I'm the cat with the J Lennon glasses, Mings.

On the first day ScamBuster Marika3 posted 13 scams and was promptly disabled from posting on the message boards by TM management. The next day DigiDog posted four more scams and was disabled. Day 3 saw more ScamBusters killed off - Mings posted four warnings while Foggyone and ChinaQT hadn't posted any! Clivehill somehow managed to survive the inquisition for a couple of months until he received a personal and rather childish email from Sam Morgan saying "You piss me off" and he was promptly banned as well. TradeMe had made the ill-fated decision that the word "scam" would not feature anywhere on their site.

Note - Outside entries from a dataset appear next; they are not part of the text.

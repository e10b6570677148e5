//! Exercise types: one content schema, one validator and one answer checker per type,
//! all reached through the KINDS table.

use std::sync::LazyLock;

use regex::Regex;
use serde::{Deserialize, Serialize};
use serde_json::{json, Value};

#[derive(Serialize, Deserialize, Debug, Clone, Copy, PartialEq, Eq, Hash)]
#[serde(rename_all = "snake_case")]
pub enum GameType {
    Quiz,
    Matching,
    FillBlank,
    MultipleChoice,
}

impl GameType {
    pub fn as_str(self) -> &'static str {
        kind_for(self).name()
    }

    /// Case-insensitive, like [`Difficulty::parse`].
    pub fn parse(v: &str) -> Option<Self> {
        let v = v.trim();
        KINDS
            .iter()
            .find(|k| k.name().eq_ignore_ascii_case(v))
            .map(|k| k.game_type())
    }
}

#[derive(Serialize, Deserialize, Debug, Clone, Copy, PartialEq, Eq)]
#[serde(rename_all = "snake_case")]
pub enum Difficulty {
    Easy,
    Medium,
    Hard,
}

impl Difficulty {
    pub fn as_str(self) -> &'static str {
        match self {
            Difficulty::Easy => "easy",
            Difficulty::Medium => "medium",
            Difficulty::Hard => "hard",
        }
    }

    pub fn parse(v: &str) -> Option<Self> {
        match v.trim().to_ascii_lowercase().as_str() {
            "easy" => Some(Difficulty::Easy),
            "medium" => Some(Difficulty::Medium),
            "hard" => Some(Difficulty::Hard),
            _ => None,
        }
    }
}

#[derive(Serialize, Deserialize, Debug, Clone, PartialEq)]
#[serde(rename_all = "camelCase")]
pub struct MultipleChoiceContent {
    pub question: String,
    pub options: Vec<String>,
    pub correct_answer: usize,
}

#[derive(Serialize, Deserialize, Debug, Clone, PartialEq)]
#[serde(rename_all = "camelCase")]
pub struct QuizContent {
    pub question: String,
    pub correct_answer: String,
}

#[derive(Serialize, Deserialize, Debug, Clone, PartialEq)]
pub struct Blank {
    pub answer: String,
}

#[derive(Serialize, Deserialize, Debug, Clone, PartialEq)]
pub struct FillBlankContent {
    pub text: String,
    pub blanks: Vec<Blank>,
}

#[derive(Serialize, Deserialize, Debug, Clone, PartialEq, Eq, Hash)]
pub struct Pair {
    pub left: String,
    pub right: String,
}

#[derive(Serialize, Deserialize, Debug, Clone, PartialEq)]
#[serde(rename_all = "camelCase")]
pub struct MatchingContent {
    pub left_items: Vec<String>,
    pub right_items: Vec<String>,
    pub correct_pairs: Vec<Pair>,
}

/// Typed exercise content, serialized as `{"gameType": ..., "content": {...}}`.
#[derive(Serialize, Deserialize, Debug, Clone, PartialEq)]
#[serde(tag = "gameType", content = "content", rename_all = "snake_case")]
pub enum GameContent {
    Quiz(QuizContent),
    Matching(MatchingContent),
    FillBlank(FillBlankContent),
    MultipleChoice(MultipleChoiceContent),
}

impl GameContent {
    pub fn game_type(&self) -> GameType {
        match self {
            GameContent::Quiz(_) => GameType::Quiz,
            GameContent::Matching(_) => GameType::Matching,
            GameContent::FillBlank(_) => GameType::FillBlank,
            GameContent::MultipleChoice(_) => GameType::MultipleChoice,
        }
    }

    /// The variant payload alone, as stored in the `content` column.
    pub fn payload(&self) -> Value {
        let value = serde_json::to_value(self).unwrap_or(Value::Null);
        value.get("content").cloned().unwrap_or(Value::Null)
    }

    pub fn is_correct(&self, answer: &Value) -> bool {
        kind_for(self.game_type()).is_correct(self, answer)
    }
}

pub trait GameKind: Sync {
    fn game_type(&self) -> GameType;

    fn name(&self) -> &'static str;

    /// JSON schema of the `content` object, used to constrain generation output.
    fn content_schema(&self) -> Value;

    /// Parse and shape-check raw content produced by the generation service.
    fn parse(&self, content: Value) -> Result<GameContent, String>;

    fn is_correct(&self, content: &GameContent, answer: &Value) -> bool;
}

struct QuizKind;
struct MatchingKind;
struct FillBlankKind;
struct MultipleChoiceKind;

static KINDS: [&dyn GameKind; 4] = [&QuizKind, &MatchingKind, &FillBlankKind, &MultipleChoiceKind];

pub fn kinds() -> &'static [&'static dyn GameKind] {
    &KINDS
}

pub fn kind_for(game_type: GameType) -> &'static dyn GameKind {
    match game_type {
        GameType::Quiz => &QuizKind,
        GameType::Matching => &MatchingKind,
        GameType::FillBlank => &FillBlankKind,
        GameType::MultipleChoice => &MultipleChoiceKind,
    }
}

/// Rebuild content from a stored type string and payload.
pub fn content_from_parts(game_type: &str, payload: Value) -> Result<GameContent, String> {
    let gt = GameType::parse(game_type).ok_or_else(|| format!("unknown game type {game_type:?}"))?;
    kind_for(gt).parse(payload)
}

static BLANK_MARKER: LazyLock<Regex> =
    LazyLock::new(|| Regex::new(r"_{3,}|\{\{\s*blank\s*\}\}").expect("blank marker regex"));

pub fn count_blank_markers(text: &str) -> usize {
    BLANK_MARKER.find_iter(text).count()
}

fn normalize_answer(v: &str) -> String {
    v.split_whitespace()
        .collect::<Vec<_>>()
        .join(" ")
        .to_lowercase()
}

fn typed<T: for<'de> Deserialize<'de>>(content: Value) -> Result<T, String> {
    serde_json::from_value(content).map_err(|e| e.to_string())
}

impl GameKind for QuizKind {
    fn game_type(&self) -> GameType {
        GameType::Quiz
    }

    fn name(&self) -> &'static str {
        "quiz"
    }

    fn content_schema(&self) -> Value {
        json!({
            "type": "object",
            "properties": {
                "question": { "type": "string" },
                "correctAnswer": { "type": "string" }
            },
            "required": ["question", "correctAnswer"],
            "additionalProperties": false
        })
    }

    fn parse(&self, content: Value) -> Result<GameContent, String> {
        let c: QuizContent = typed(content)?;
        if c.question.trim().is_empty() {
            return Err("quiz question is empty".into());
        }
        if c.correct_answer.trim().is_empty() {
            return Err("quiz answer is empty".into());
        }
        Ok(GameContent::Quiz(c))
    }

    fn is_correct(&self, content: &GameContent, answer: &Value) -> bool {
        let (GameContent::Quiz(c), Some(given)) = (content, answer.as_str()) else {
            return false;
        };
        normalize_answer(given) == normalize_answer(&c.correct_answer)
    }
}

impl GameKind for MultipleChoiceKind {
    fn game_type(&self) -> GameType {
        GameType::MultipleChoice
    }

    fn name(&self) -> &'static str {
        "multiple_choice"
    }

    fn content_schema(&self) -> Value {
        json!({
            "type": "object",
            "properties": {
                "question": { "type": "string" },
                "options": { "type": "array", "items": { "type": "string" } },
                "correctAnswer": { "type": "integer" }
            },
            "required": ["question", "options", "correctAnswer"],
            "additionalProperties": false
        })
    }

    fn parse(&self, content: Value) -> Result<GameContent, String> {
        let c: MultipleChoiceContent = typed(content)?;
        if c.question.trim().is_empty() {
            return Err("multiple choice question is empty".into());
        }
        if c.options.len() < 2 {
            return Err(format!("multiple choice needs at least 2 options, got {}", c.options.len()));
        }
        if c.correct_answer >= c.options.len() {
            return Err(format!(
                "correct answer index {} out of range for {} options",
                c.correct_answer,
                c.options.len()
            ));
        }
        Ok(GameContent::MultipleChoice(c))
    }

    fn is_correct(&self, content: &GameContent, answer: &Value) -> bool {
        let GameContent::MultipleChoice(c) = content else {
            return false;
        };
        match answer {
            Value::Number(n) => n.as_u64() == Some(c.correct_answer as u64),
            // accept the option text as well as its index
            Value::String(s) => c
                .options
                .get(c.correct_answer)
                .is_some_and(|opt| normalize_answer(opt) == normalize_answer(s)),
            _ => false,
        }
    }
}

impl GameKind for FillBlankKind {
    fn game_type(&self) -> GameType {
        GameType::FillBlank
    }

    fn name(&self) -> &'static str {
        "fill_blank"
    }

    fn content_schema(&self) -> Value {
        json!({
            "type": "object",
            "properties": {
                "text": { "type": "string" },
                "blanks": {
                    "type": "array",
                    "items": {
                        "type": "object",
                        "properties": { "answer": { "type": "string" } },
                        "required": ["answer"],
                        "additionalProperties": false
                    }
                }
            },
            "required": ["text", "blanks"],
            "additionalProperties": false
        })
    }

    fn parse(&self, content: Value) -> Result<GameContent, String> {
        let c: FillBlankContent = typed(content)?;
        if c.blanks.is_empty() {
            return Err("fill in the blank has no blanks".into());
        }
        let markers = count_blank_markers(&c.text);
        if markers != c.blanks.len() {
            return Err(format!(
                "fill in the blank text has {} markers but {} answers",
                markers,
                c.blanks.len()
            ));
        }
        if c.blanks.iter().any(|b| b.answer.trim().is_empty()) {
            return Err("fill in the blank answer is empty".into());
        }
        Ok(GameContent::FillBlank(c))
    }

    fn is_correct(&self, content: &GameContent, answer: &Value) -> bool {
        let GameContent::FillBlank(c) = content else {
            return false;
        };
        let given: Vec<&str> = match answer {
            Value::Array(items) => items.iter().filter_map(Value::as_str).collect(),
            Value::String(s) if c.blanks.len() == 1 => vec![s.as_str()],
            _ => return false,
        };
        given.len() == c.blanks.len()
            && given
                .iter()
                .zip(&c.blanks)
                .all(|(g, b)| normalize_answer(g) == normalize_answer(&b.answer))
    }
}

impl GameKind for MatchingKind {
    fn game_type(&self) -> GameType {
        GameType::Matching
    }

    fn name(&self) -> &'static str {
        "matching"
    }

    fn content_schema(&self) -> Value {
        json!({
            "type": "object",
            "properties": {
                "leftItems": { "type": "array", "items": { "type": "string" } },
                "rightItems": { "type": "array", "items": { "type": "string" } },
                "correctPairs": {
                    "type": "array",
                    "items": {
                        "type": "object",
                        "properties": {
                            "left": { "type": "string" },
                            "right": { "type": "string" }
                        },
                        "required": ["left", "right"],
                        "additionalProperties": false
                    }
                }
            },
            "required": ["leftItems", "rightItems", "correctPairs"],
            "additionalProperties": false
        })
    }

    fn parse(&self, content: Value) -> Result<GameContent, String> {
        let c: MatchingContent = typed(content)?;
        if c.left_items.len() < 2 || c.left_items.len() != c.right_items.len() {
            return Err(format!(
                "matching needs two equal lists of at least 2 items, got {} and {}",
                c.left_items.len(),
                c.right_items.len()
            ));
        }
        if c.correct_pairs.len() != c.left_items.len() {
            return Err(format!(
                "matching has {} pairs for {} items",
                c.correct_pairs.len(),
                c.left_items.len()
            ));
        }
        let mut seen_left = std::collections::HashSet::new();
        for pair in &c.correct_pairs {
            if !c.left_items.contains(&pair.left) || !c.right_items.contains(&pair.right) {
                return Err(format!("pair {:?} -> {:?} references an unknown item", pair.left, pair.right));
            }
            if !seen_left.insert(pair.left.as_str()) {
                return Err(format!("left item {:?} is paired twice", pair.left));
            }
        }
        Ok(GameContent::Matching(c))
    }

    fn is_correct(&self, content: &GameContent, answer: &Value) -> bool {
        let GameContent::Matching(c) = content else {
            return false;
        };
        let Ok(given) = serde_json::from_value::<Vec<Pair>>(answer.clone()) else {
            return false;
        };
        let expected: std::collections::HashSet<&Pair> = c.correct_pairs.iter().collect();
        let given: std::collections::HashSet<&Pair> = given.iter().collect();
        given == expected
    }
}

http://www.scambusters.co.nz/history.html

Thing was, I nearly lost thousands purchasing a scam big screen TV. Kept biddidng on them - and then - poof - the auctions were withdrawn. Must've done that on 4-5 auctions - being annoyed (I thought the traders must be doing private-direct deals and withdrawing their auctions so as to avoid paying the success fee). So I stopped into the Message Board and realised it was thanks to a couple of other traders that I hadn't been ripped off!

Joined up the save other folks from being ripped off effort immediately. Very proud to be a foundation Scambuster :-).

Big waves to any of you who also read interest.co.nz.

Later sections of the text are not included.